Dataset extract.
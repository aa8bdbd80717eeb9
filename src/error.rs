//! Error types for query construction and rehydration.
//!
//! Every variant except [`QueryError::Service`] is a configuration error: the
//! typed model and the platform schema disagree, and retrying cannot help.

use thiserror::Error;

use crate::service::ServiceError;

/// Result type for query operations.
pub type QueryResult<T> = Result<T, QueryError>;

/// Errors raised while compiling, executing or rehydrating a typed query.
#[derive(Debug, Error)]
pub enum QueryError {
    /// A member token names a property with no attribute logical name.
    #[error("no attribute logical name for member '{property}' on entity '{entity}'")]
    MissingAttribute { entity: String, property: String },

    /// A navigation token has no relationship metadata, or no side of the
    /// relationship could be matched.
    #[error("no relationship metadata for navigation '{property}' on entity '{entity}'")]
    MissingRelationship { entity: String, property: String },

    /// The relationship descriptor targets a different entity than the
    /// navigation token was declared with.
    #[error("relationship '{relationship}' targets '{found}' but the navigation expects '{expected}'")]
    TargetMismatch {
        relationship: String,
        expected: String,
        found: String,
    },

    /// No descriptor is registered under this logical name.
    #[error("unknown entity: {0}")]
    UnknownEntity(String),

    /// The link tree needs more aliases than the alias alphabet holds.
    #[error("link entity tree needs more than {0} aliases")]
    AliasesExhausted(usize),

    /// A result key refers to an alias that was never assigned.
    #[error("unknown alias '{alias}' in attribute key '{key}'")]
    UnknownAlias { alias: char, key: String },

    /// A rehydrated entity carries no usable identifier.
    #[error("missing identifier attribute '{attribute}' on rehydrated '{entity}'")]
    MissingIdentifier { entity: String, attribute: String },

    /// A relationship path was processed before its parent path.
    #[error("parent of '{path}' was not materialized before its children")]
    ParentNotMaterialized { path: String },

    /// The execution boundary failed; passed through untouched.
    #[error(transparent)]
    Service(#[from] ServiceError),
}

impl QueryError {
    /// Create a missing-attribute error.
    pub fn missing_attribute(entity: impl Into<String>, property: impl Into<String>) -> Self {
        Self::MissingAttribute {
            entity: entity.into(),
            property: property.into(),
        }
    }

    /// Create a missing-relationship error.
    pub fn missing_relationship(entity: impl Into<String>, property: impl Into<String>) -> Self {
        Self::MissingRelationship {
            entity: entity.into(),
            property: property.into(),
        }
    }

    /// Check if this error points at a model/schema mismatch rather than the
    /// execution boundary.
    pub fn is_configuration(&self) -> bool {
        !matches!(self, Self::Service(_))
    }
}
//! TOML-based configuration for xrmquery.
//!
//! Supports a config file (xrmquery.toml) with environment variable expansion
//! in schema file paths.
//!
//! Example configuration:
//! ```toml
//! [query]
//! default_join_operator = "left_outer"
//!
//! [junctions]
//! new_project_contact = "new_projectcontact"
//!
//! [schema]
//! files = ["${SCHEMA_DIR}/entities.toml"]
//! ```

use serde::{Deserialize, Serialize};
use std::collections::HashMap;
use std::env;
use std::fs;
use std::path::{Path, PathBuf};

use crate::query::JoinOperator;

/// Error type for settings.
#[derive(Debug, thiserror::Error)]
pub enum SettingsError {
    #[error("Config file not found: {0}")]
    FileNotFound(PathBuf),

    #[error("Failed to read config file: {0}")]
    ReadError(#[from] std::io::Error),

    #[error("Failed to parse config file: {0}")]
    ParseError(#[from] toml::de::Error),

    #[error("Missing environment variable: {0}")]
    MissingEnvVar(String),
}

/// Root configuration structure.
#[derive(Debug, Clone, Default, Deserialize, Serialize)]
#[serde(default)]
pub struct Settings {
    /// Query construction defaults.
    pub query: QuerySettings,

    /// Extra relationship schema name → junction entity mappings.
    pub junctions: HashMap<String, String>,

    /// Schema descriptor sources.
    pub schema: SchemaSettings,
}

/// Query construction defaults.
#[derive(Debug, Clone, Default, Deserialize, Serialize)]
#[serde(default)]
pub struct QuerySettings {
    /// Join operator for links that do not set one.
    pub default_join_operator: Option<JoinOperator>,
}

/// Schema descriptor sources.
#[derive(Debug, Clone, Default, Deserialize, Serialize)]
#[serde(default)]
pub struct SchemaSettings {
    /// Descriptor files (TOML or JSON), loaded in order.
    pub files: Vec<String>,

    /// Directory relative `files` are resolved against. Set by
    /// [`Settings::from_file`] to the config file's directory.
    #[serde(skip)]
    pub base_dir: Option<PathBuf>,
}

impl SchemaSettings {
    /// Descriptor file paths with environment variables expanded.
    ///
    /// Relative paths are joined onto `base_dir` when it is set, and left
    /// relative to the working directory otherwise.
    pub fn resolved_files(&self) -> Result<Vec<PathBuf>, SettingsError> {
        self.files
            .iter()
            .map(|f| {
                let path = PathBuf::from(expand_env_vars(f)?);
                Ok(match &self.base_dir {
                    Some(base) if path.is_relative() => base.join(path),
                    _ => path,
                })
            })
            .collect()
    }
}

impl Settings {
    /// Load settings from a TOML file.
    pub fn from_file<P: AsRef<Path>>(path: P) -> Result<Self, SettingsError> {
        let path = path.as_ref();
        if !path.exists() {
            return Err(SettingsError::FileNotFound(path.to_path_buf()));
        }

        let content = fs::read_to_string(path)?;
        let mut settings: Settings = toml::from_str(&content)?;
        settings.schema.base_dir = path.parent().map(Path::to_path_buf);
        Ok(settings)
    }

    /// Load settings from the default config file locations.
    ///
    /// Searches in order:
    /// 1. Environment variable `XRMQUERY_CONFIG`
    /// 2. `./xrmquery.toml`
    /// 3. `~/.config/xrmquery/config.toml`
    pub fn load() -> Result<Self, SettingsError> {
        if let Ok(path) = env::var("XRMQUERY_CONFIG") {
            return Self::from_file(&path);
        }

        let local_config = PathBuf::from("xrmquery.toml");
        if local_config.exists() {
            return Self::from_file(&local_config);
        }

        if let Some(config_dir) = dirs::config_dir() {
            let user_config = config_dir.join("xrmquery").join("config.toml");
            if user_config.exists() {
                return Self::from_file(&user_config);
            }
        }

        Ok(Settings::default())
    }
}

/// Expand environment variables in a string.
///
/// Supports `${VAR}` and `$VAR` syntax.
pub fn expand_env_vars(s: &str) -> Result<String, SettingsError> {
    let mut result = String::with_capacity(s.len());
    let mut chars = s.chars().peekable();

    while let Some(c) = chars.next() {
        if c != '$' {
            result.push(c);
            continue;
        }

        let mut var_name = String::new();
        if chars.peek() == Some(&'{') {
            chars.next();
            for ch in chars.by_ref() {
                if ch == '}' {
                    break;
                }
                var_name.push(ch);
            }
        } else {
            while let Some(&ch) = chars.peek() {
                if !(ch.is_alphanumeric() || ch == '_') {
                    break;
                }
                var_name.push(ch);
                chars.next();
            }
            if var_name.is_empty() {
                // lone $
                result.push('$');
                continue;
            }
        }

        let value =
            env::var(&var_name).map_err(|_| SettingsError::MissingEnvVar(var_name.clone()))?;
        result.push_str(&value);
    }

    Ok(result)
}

Task details.
Your task is to copy each line of the listing that holds the word "SchemaSettings".

Written response.
    pub schema: SchemaSettings,
pub struct SchemaSettings {
impl SchemaSettings {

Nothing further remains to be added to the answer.